The answer must be every line below that contains the string "while".

Collected data:
%%

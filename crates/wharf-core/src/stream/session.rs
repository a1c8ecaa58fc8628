//! Attach sessions: one client's endpoints bound to a running process

use super::{Chunk, Delivery, Fanout, StdinLease, StdinSink, SubscriberId};
use crate::lifecycle::{run_exited, State};
use crate::policy::{on_stdin_closed, DisconnectAction, WiringMode};
use crate::{CoreError, Result};
use std::future::Future;
use std::pin::Pin;
use std::time::Duration;
use tokio::io::{AsyncRead, AsyncReadExt, AsyncWrite, AsyncWriteExt};
use tokio::sync::{mpsc, oneshot, watch};
use tokio::task::{JoinHandle, JoinSet};
use tokio::time::Instant;
use wharf_runtime::{ByteReader, ByteWriter};

/// A client's byte endpoints. Any of them may be absent.
#[derive(Default)]
pub struct Transport {
    pub stdin: Option<ByteReader>,
    pub stdout: Option<ByteWriter>,
    pub stderr: Option<ByteWriter>,
    /// Resolves (or loses its sender) when the client's connection is gone
    pub closed: Option<oneshot::Receiver<()>>,
}

impl std::fmt::Debug for Transport {
    fn fmt(&self, f: &mut std::fmt::Formatter<'_>) -> std::fmt::Result {
        f.debug_struct("Transport")
            .field("stdin", &self.stdin.is_some())
            .field("stdout", &self.stdout.is_some())
            .field("stderr", &self.stderr.is_some())
            .field("closed", &self.closed.is_some())
            .finish()
    }
}

impl Transport {
    pub fn new() -> Self {
        Self::default()
    }

    /// The current process's own standard streams
    pub fn stdio() -> Self {
        Self::new()
            .with_stdin(tokio::io::stdin())
            .with_stdout(tokio::io::stdout())
            .with_stderr(tokio::io::stderr())
    }

    pub fn with_stdin(mut self, reader: impl AsyncRead + Send + 'static) -> Self {
        self.stdin = Some(Box::pin(reader));
        self
    }

    pub fn with_stdout(mut self, writer: impl AsyncWrite + Send + 'static) -> Self {
        self.stdout = Some(Box::pin(writer));
        self
    }

    pub fn with_stderr(mut self, writer: impl AsyncWrite + Send + 'static) -> Self {
        self.stderr = Some(Box::pin(writer));
        self
    }

    /// End the session as soon as `closed` fires or its sender is dropped
    pub fn with_close_signal(mut self, closed: oneshot::Receiver<()>) -> Self {
        self.closed = Some(closed);
        self
    }
}

/// Which of the container's streams a session binds
#[derive(Debug, Clone, Copy, Default, PartialEq, Eq)]
pub struct AttachOptions {
    pub stdin: bool,
    pub stdout: bool,
    pub stderr: bool,
}

impl AttachOptions {
    pub fn all() -> Self {
        Self {
            stdin: true,
            stdout: true,
            stderr: true,
        }
    }

    /// stdout and stderr only
    pub fn outputs() -> Self {
        Self {
            stdin: false,
            stdout: true,
            stderr: true,
        }
    }

    /// Build from stream names such as `["stdin", "stdout"]`
    pub fn parse<S: AsRef<str>>(names: &[S]) -> Result<Self> {
        let mut opts = Self::default();
        for name in names {
            match name.as_ref().to_ascii_lowercase().as_str() {
                "stdin" => opts.stdin = true,
                "stdout" => opts.stdout = true,
                "stderr" => opts.stderr = true,
                other => {
                    return Err(CoreError::InvalidArgument(format!(
                        "unknown stream '{}', expected stdin, stdout or stderr",
                        other
                    )))
                }
            }
        }
        Ok(opts)
    }

    pub fn any_output(&self) -> bool {
        self.stdout || self.stderr
    }
}

/// Why an attach session ended
#[derive(Debug, Clone, Copy, PartialEq, Eq)]
pub enum SessionEnd {
    /// The process exited and all of its output was delivered
    Exited(i32),
    /// The client's stdin ended while the process kept running
    StdinClosed,
    /// The client's connection went away
    TransportClosed,
    /// The session was detached explicitly
    Detached,
}

impl SessionEnd {
    pub fn exit_code(&self) -> Option<i32> {
        match self {
            Self::Exited(code) => Some(*code),
            _ => None,
        }
    }
}

/// Stream wiring of one container run, shared by all of its sessions
#[derive(Debug, Clone)]
pub(crate) struct Wiring {
    pub container: String,
    pub mode: WiringMode,
    pub open_stdin: bool,
    pub stdin_once: bool,
    pub stdin: StdinSink,
    pub stdout: Fanout,
    pub stderr: Option<Fanout>,
    pub generation: u64,
    pub drain_timeout: Duration,
    pub chunk_size: usize,
}

impl Wiring {
    /// Apply the disconnect policy for a session that fed stdin
    async fn stdin_released(&self) -> DisconnectAction {
        let action = on_stdin_closed(self.mode, self.stdin_once);
        if action == DisconnectAction::CloseStdin && self.stdin.close().await {
            tracing::debug!("Closed stdin of container {}", self.container);
        }
        action
    }

    /// Bind `transport` to this run
    pub(crate) fn open(
        &self,
        state: watch::Receiver<State>,
        session: u64,
        opts: AttachOptions,
        transport: Transport,
    ) -> Result<AttachSession> {
        let Transport {
            stdin,
            stdout,
            stderr,
            closed,
        } = transport;

        let stdin = match stdin {
            Some(reader) if opts.stdin && self.open_stdin => {
                let lease = self
                    .stdin
                    .acquire(session)
                    .ok_or_else(|| CoreError::AlreadyAttached(self.container.clone()))?;
                Some((reader, lease))
            }
            Some(_) if opts.stdin => {
                tracing::debug!(
                    "Container {} was created without stdin, ignoring client stdin",
                    self.container
                );
                None
            }
            _ => None,
        };

        let mut bindings: Vec<(Fanout, ByteWriter)> = Vec::new();
        match self.mode {
            WiringMode::Pipe => {
                if let (true, Some(writer)) = (opts.stdout, stdout) {
                    bindings.push((self.stdout.clone(), writer));
                }
                if let (true, Some(writer), Some(fanout)) = (opts.stderr, stderr, &self.stderr) {
                    bindings.push((fanout.clone(), writer));
                }
            }
            WiringMode::Tty => {
                // the terminal merges both streams into one
                let stdout = stdout.filter(|_| opts.stdout);
                let stderr = stderr.filter(|_| opts.stderr);
                if let Some(writer) = stdout.or(stderr) {
                    bindings.push((self.stdout.clone(), writer));
                }
            }
        }

        let mut subscriptions = Vec::new();
        let mut outputs = JoinSet::new();
        for (fanout, writer) in bindings {
            let (id, rx) = fanout.subscribe(Delivery::Detachable);
            subscriptions.push((fanout, id));
            outputs.spawn(copy_output(rx, writer));
        }

        let holds_stdin = stdin.is_some();
        let stdin_copy: Option<StdinCopy> = stdin.map(|(reader, lease)| {
            Box::pin(copy_stdin(reader, lease, self.chunk_size)) as StdinCopy
        });

        let (detach_tx, detach_rx) = oneshot::channel();
        let task = tokio::spawn(drive(
            self.clone(),
            state,
            stdin_copy,
            outputs,
            subscriptions,
            closed,
            detach_rx,
        ));

        tracing::debug!(
            "Session {} attached to container {} (stdin: {})",
            session,
            self.container,
            holds_stdin
        );

        Ok(AttachSession {
            id: session,
            holds_stdin,
            detach: Some(detach_tx),
            task,
        })
    }
}

/// A live attach session.
///
/// Dropping the handle detaches the session.
#[derive(Debug)]
pub struct AttachSession {
    id: u64,
    holds_stdin: bool,
    detach: Option<oneshot::Sender<()>>,
    task: JoinHandle<SessionEnd>,
}

impl AttachSession {
    pub fn id(&self) -> u64 {
        self.id
    }

    /// Whether this session owns the container's stdin
    pub fn holds_stdin(&self) -> bool {
        self.holds_stdin
    }

    /// Wait for the session to end on its own
    pub async fn wait(mut self) -> SessionEnd {
        match (&mut self.task).await {
            Ok(end) => end,
            Err(e) => {
                tracing::warn!("Attach session {} failed: {}", self.id, e);
                SessionEnd::TransportClosed
            }
        }
    }

    /// End the session now, as if the client had disconnected
    pub async fn detach(mut self) -> SessionEnd {
        if let Some(tx) = self.detach.take() {
            let _ = tx.send(());
        }
        self.wait().await
    }
}

type StdinCopy = Pin<Box<dyn Future<Output = StdinEnd> + Send>>;

#[derive(Debug, Clone, Copy, PartialEq, Eq)]
enum StdinEnd {
    ClientEof,
    ClientError,
    /// The process stdin is gone; nothing more can be written
    ProcessClosed,
}

async fn copy_stdin(mut reader: ByteReader, lease: StdinLease, chunk_size: usize) -> StdinEnd {
    let mut buf = vec![0u8; chunk_size.max(1)];
    loop {
        let n = match reader.read(&mut buf).await {
            Ok(0) => return StdinEnd::ClientEof,
            Ok(n) => n,
            Err(e) => {
                tracing::debug!("Error reading client stdin: {}", e);
                return StdinEnd::ClientError;
            }
        };
        if let Err(e) = lease.sink().write(&buf[..n]).await {
            tracing::debug!("Error writing container stdin: {}", e);
            return StdinEnd::ProcessClosed;
        }
    }
}

async fn copy_output(mut rx: mpsc::Receiver<Chunk>, mut writer: ByteWriter) -> Result<()> {
    while let Some(chunk) = rx.recv().await {
        writer
            .write_all(&chunk.data)
            .await
            .map_err(|_| CoreError::TransportClosed)?;
        writer.flush().await.map_err(|_| CoreError::TransportClosed)?;
    }
    let _ = writer.shutdown().await;
    Ok(())
}

async fn drive(
    wiring: Wiring,
    state: watch::Receiver<State>,
    stdin: Option<StdinCopy>,
    mut outputs: JoinSet<Result<()>>,
    subscriptions: Vec<(Fanout, SubscriberId)>,
    closed: Option<oneshot::Receiver<()>>,
    mut detach_rx: oneshot::Receiver<()>,
) -> SessionEnd {
    let mut stdin_done = stdin.is_none();
    let stdin = async move {
        match stdin {
            Some(copy) => copy.await,
            None => std::future::pending().await,
        }
    };
    tokio::pin!(stdin);

    let closed = async move {
        match closed {
            Some(rx) => {
                let _ = rx.await;
            }
            None => std::future::pending().await,
        }
    };
    tokio::pin!(closed);

    let exit = run_exited(state, wiring.generation);
    tokio::pin!(exit);
    let mut exit_code: Option<i32> = None;

    // bounds how long a stuck client may hold the session after exit
    let grace = tokio::time::sleep(wiring.drain_timeout);
    tokio::pin!(grace);

    let end = loop {
        if let Some(code) = exit_code {
            if outputs.is_empty() {
                break SessionEnd::Exited(code);
            }
        }

        tokio::select! {
            end = &mut stdin, if !stdin_done => {
                stdin_done = true;
                if end == StdinEnd::ProcessClosed {
                    continue;
                }
                let action = wiring.stdin_released().await;
                if action.ends_session() {
                    break if end == StdinEnd::ClientError {
                        SessionEnd::TransportClosed
                    } else {
                        SessionEnd::StdinClosed
                    };
                }
            }
            Some(joined) = outputs.join_next(), if !outputs.is_empty() => {
                match joined {
                    Ok(Ok(())) => {}
                    Ok(Err(_)) | Err(_) => {
                        tracing::debug!("Client of container {} went away", wiring.container);
                        if !stdin_done {
                            wiring.stdin_released().await;
                        }
                        break SessionEnd::TransportClosed;
                    }
                }
            }
            code = &mut exit, if exit_code.is_none() => {
                exit_code = Some(code);
                grace.as_mut().reset(Instant::now() + wiring.drain_timeout);
            }
            () = &mut grace, if exit_code.is_some() => {
                tracing::warn!(
                    "Client of container {} did not drain output in time",
                    wiring.container
                );
                break SessionEnd::Exited(exit_code.unwrap_or(-1));
            }
            () = &mut closed => {
                tracing::debug!("Transport of container {} closed", wiring.container);
                if let Some(code) = exit_code {
                    break SessionEnd::Exited(code);
                }
                if !stdin_done {
                    wiring.stdin_released().await;
                }
                break SessionEnd::TransportClosed;
            }
            _ = &mut detach_rx => {
                if !stdin_done {
                    wiring.stdin_released().await;
                }
                break SessionEnd::Detached;
            }
        }
    };

    outputs.abort_all();
    for (fanout, id) in subscriptions {
        fanout.unsubscribe(id);
    }
    tracing::debug!("Session on container {} ended: {:?}", wiring.container, end);
    end
}
/// The address manager state and mutation engine. All methods expect the
/// caller to hold the manager lock.
#[derive(Debug)]
pub(crate) struct Engine {
    /// The bucket tables and their indexes.
    pub(crate) store: Store,
    /// Secret key all bucket placements derive from.
    pub(crate) key: Key,
    /// Optional IP-to-ASN map for group computation.
    pub(crate) asmap: Option<Asmap>,
    /// Sampling randomness.
    pub(crate) rng: fastrand::Rng,
    /// Candidates awaiting test-before-evict arbitration, in insertion
    /// (identifier) order.
    pub(crate) collisions: BTreeSet<Id>,
    /// Last time an address was marked good. Starts at 1, so that a "never
    /// good" epoch sorts strictly before any recorded attempt.
    pub(crate) last_good: u64,
    /// Whether to zero the key instead of regenerating it on clear.
    pub(crate) deterministic: bool,
    check_consistency: bool,
}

%%

WRITTEN SOLUTION
    /// The client's stdin ended while the process kept running
    while let Some(chunk) = rx.recv().await {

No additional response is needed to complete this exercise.